Scan the entries below for "Descending" and copy each line that holds it.

Dataset entries
◆ ◆ ◆ ◆ ◆
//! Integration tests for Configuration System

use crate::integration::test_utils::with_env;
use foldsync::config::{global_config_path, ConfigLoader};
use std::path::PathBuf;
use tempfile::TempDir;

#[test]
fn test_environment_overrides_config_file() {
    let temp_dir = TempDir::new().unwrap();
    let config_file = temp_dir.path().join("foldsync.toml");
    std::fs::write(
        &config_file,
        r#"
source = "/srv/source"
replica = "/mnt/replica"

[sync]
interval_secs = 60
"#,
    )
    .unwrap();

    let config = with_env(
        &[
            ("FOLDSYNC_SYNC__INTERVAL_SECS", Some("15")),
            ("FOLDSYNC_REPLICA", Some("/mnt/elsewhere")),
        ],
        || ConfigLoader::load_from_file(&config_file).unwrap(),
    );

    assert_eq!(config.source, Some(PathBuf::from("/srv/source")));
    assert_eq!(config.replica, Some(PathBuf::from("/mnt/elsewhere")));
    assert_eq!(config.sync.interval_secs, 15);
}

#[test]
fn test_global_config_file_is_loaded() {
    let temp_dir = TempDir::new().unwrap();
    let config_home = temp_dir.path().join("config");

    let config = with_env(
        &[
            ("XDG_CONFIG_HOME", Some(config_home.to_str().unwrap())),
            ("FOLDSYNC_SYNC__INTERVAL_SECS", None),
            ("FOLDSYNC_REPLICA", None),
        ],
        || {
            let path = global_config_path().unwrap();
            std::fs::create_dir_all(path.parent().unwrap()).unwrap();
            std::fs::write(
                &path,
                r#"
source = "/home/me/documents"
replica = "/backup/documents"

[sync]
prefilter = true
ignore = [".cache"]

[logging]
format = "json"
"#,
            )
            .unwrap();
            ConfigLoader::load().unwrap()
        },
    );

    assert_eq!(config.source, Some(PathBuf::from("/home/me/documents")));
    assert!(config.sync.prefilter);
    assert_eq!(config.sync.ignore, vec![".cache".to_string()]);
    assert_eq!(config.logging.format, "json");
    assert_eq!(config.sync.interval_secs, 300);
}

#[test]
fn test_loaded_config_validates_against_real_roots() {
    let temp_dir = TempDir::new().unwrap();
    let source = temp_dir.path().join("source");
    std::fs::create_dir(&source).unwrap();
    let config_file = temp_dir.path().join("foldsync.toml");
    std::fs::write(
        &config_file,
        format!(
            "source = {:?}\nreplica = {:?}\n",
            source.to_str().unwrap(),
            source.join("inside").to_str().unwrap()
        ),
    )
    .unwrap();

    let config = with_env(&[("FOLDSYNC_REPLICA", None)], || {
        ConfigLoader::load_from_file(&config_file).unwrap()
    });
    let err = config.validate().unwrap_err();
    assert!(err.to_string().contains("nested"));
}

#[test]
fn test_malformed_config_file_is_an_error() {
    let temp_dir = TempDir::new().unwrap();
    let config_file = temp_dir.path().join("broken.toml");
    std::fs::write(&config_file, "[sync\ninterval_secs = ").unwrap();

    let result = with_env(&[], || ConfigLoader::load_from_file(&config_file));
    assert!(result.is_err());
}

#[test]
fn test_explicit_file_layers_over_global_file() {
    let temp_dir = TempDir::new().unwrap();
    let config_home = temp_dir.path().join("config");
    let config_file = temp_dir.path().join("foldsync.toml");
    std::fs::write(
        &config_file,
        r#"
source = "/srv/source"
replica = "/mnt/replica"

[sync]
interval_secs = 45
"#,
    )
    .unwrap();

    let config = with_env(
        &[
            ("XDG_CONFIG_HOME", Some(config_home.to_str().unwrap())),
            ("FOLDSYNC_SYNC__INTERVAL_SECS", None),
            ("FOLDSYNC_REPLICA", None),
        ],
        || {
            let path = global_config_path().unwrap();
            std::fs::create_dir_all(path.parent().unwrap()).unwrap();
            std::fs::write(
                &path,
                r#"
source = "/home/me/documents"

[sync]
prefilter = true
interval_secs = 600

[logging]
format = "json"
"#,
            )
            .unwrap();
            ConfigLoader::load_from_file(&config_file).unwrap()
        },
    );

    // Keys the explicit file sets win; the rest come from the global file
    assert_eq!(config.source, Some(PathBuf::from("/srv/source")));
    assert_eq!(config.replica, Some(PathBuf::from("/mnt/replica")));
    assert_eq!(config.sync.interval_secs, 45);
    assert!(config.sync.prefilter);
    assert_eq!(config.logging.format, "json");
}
◆ ◆ ◆ ◆ ◆
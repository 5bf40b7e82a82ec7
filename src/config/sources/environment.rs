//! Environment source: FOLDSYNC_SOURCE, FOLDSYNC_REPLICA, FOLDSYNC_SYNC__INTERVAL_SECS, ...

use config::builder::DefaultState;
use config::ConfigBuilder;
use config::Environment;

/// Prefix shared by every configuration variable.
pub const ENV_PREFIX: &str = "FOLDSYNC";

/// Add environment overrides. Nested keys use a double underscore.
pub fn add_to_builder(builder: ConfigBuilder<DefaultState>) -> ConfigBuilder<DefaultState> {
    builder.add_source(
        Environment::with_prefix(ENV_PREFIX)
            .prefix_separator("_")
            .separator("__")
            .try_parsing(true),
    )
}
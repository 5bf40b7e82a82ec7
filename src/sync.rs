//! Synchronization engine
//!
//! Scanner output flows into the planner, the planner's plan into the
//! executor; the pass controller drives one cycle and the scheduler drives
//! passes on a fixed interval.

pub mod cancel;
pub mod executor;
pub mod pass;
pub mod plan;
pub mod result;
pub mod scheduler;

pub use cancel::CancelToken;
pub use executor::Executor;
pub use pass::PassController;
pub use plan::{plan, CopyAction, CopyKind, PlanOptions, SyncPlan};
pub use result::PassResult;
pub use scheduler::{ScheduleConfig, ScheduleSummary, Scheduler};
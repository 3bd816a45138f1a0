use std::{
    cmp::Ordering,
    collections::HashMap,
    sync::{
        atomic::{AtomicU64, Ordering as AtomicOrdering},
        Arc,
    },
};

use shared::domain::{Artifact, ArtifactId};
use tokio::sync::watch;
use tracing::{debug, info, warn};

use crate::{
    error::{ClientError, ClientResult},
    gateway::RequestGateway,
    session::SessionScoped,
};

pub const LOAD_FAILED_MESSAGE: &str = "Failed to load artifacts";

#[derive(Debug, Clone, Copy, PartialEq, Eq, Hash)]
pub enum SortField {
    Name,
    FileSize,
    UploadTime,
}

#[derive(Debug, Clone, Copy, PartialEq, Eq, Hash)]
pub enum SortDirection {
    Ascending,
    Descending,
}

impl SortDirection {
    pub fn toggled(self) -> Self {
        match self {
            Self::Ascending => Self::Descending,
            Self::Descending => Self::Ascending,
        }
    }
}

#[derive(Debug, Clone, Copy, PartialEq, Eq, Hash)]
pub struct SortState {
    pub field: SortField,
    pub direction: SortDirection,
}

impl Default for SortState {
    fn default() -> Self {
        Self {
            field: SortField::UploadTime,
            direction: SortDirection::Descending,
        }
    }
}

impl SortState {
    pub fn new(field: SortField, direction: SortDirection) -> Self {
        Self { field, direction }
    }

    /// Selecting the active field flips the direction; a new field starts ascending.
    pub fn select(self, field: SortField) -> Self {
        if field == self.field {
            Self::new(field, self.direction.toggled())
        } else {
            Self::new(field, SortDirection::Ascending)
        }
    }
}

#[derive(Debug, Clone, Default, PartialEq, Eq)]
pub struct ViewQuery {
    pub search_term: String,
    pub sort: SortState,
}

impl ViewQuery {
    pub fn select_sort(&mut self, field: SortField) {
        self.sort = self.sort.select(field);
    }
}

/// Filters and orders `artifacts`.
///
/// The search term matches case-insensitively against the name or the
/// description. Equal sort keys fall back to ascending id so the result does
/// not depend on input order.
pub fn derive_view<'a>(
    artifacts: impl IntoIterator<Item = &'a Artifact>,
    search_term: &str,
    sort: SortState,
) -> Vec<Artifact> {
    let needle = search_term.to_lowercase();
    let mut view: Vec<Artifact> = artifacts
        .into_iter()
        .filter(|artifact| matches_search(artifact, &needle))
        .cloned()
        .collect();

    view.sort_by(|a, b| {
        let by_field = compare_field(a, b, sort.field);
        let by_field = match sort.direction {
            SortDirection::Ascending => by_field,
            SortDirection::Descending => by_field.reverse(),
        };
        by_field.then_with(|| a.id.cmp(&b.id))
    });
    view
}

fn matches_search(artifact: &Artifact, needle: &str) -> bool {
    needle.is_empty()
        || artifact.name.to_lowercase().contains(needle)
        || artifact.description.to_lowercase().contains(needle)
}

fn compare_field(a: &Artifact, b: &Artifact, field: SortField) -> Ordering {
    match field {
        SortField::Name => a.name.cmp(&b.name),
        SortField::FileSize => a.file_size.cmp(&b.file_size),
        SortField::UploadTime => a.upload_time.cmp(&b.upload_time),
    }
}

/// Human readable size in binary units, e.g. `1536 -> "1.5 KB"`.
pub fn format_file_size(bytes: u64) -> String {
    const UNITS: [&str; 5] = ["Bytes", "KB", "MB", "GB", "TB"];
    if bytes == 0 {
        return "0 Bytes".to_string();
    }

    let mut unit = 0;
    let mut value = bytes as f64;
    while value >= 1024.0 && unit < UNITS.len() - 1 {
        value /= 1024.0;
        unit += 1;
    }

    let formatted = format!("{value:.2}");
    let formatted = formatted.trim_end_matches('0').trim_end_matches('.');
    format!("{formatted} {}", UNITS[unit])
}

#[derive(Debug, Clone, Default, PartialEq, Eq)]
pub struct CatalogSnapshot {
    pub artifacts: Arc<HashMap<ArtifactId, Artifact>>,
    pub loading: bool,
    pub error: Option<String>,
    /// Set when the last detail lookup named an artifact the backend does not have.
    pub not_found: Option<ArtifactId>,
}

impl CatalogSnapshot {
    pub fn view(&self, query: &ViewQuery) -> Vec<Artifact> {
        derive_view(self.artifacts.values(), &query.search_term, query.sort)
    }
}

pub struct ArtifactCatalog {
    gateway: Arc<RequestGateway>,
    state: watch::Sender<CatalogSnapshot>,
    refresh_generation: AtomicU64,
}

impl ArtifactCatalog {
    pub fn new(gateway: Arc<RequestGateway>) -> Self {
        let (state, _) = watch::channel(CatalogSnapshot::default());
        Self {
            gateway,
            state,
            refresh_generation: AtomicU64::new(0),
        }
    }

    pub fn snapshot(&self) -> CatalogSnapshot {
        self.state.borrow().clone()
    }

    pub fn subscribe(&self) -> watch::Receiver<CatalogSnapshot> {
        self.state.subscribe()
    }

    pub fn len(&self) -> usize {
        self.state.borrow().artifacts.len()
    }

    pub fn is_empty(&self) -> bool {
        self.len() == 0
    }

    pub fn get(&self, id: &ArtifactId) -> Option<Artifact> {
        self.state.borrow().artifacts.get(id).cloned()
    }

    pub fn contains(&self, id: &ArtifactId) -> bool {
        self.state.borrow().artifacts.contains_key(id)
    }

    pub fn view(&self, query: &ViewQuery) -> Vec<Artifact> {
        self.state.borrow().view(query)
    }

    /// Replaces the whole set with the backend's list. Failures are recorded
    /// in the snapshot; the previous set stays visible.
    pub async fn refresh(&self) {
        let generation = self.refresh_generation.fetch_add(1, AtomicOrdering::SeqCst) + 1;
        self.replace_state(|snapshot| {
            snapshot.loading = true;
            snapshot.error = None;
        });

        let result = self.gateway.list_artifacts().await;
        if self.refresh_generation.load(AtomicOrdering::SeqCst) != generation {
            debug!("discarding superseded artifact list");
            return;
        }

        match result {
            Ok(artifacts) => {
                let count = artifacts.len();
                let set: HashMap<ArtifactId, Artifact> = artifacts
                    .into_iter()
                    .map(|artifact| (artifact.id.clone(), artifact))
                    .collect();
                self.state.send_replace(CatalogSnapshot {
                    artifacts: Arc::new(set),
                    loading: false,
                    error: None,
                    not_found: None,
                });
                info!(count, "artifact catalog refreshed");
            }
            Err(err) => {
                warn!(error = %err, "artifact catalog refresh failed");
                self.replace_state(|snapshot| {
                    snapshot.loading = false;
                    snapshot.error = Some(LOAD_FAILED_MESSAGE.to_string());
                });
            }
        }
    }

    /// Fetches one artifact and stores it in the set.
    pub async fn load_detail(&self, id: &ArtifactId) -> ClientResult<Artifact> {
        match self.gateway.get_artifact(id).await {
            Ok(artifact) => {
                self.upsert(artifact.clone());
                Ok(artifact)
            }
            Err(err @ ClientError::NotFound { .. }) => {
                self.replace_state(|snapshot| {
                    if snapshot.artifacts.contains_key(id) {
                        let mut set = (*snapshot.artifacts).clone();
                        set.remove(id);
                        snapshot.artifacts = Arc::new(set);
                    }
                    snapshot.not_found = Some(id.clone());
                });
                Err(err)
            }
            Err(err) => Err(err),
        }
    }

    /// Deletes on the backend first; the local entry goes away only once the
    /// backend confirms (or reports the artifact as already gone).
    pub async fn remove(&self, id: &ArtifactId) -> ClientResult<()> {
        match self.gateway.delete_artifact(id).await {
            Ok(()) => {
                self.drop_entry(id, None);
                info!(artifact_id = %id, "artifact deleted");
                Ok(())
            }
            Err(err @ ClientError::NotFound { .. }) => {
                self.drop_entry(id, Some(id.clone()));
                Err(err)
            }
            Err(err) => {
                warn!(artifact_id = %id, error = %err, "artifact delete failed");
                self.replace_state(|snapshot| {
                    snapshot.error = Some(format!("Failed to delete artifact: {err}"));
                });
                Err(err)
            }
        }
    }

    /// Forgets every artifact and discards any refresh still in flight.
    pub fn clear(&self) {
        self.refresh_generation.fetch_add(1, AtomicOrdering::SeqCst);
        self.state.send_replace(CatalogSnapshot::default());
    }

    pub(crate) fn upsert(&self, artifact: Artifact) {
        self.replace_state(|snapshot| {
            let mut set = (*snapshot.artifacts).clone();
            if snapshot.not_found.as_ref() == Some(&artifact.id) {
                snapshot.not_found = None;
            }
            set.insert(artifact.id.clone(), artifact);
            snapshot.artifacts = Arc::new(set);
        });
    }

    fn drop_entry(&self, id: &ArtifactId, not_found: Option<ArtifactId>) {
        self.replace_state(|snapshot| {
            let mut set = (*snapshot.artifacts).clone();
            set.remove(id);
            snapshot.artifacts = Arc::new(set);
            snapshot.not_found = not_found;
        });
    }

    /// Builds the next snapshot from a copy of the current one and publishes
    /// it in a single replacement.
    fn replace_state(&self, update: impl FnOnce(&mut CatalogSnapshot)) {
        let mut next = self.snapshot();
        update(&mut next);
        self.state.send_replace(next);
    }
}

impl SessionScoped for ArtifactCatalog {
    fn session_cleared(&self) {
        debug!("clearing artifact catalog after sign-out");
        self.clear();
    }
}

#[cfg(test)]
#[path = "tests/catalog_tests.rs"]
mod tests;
◆ ◆ ◆ ◆ ◆
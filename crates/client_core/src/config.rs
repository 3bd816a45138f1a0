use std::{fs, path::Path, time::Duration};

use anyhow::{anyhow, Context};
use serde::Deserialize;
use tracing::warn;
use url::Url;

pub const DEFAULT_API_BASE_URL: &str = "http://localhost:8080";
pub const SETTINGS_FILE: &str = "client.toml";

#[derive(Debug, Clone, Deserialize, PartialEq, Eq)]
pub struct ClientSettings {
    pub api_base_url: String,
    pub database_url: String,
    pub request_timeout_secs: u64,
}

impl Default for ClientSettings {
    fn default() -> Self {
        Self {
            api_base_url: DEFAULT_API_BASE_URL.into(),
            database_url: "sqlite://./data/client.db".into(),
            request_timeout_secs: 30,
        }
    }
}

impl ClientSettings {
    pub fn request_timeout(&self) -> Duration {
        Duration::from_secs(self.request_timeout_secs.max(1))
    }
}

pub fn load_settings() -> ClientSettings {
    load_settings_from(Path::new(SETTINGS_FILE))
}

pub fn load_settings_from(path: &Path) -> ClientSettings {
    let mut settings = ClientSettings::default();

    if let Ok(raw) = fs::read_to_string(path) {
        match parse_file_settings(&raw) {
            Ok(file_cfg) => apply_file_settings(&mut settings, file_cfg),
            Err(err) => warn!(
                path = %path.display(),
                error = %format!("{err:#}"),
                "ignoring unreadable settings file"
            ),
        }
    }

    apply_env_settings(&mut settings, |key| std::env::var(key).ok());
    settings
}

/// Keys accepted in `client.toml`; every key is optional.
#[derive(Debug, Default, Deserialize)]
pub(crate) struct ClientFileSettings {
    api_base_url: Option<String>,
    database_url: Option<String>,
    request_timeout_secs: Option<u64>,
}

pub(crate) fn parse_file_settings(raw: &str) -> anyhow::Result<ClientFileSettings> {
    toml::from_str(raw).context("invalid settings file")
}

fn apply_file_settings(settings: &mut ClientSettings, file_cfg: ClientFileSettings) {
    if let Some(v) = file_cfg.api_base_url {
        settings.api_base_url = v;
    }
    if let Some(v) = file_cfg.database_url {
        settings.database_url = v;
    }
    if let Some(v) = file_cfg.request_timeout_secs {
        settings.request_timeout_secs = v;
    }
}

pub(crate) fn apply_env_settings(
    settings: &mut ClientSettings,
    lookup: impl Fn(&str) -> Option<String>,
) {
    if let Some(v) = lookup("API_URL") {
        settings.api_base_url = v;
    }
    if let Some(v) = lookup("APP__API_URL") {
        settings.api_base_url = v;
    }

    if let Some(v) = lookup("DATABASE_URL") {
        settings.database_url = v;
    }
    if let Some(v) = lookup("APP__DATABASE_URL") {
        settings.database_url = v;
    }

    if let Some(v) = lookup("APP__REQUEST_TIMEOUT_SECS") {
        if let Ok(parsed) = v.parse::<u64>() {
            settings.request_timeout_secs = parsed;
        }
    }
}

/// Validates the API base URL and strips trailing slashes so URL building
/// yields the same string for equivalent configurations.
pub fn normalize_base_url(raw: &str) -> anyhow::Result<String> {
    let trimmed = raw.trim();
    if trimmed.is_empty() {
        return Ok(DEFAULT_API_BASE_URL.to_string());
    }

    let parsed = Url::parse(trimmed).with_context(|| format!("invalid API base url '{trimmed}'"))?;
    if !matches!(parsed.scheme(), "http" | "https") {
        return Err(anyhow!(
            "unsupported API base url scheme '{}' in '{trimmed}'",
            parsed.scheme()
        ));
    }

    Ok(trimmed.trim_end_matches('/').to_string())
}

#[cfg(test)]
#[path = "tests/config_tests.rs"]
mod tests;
◆ ◆ ◆ ◆ ◆
__Answer section__:
    Descending,
            Self::Ascending => Self::Descending,
            Self::Descending => Self::Ascending,
            direction: SortDirection::Descending,
            SortDirection::Descending => by_field.reverse(),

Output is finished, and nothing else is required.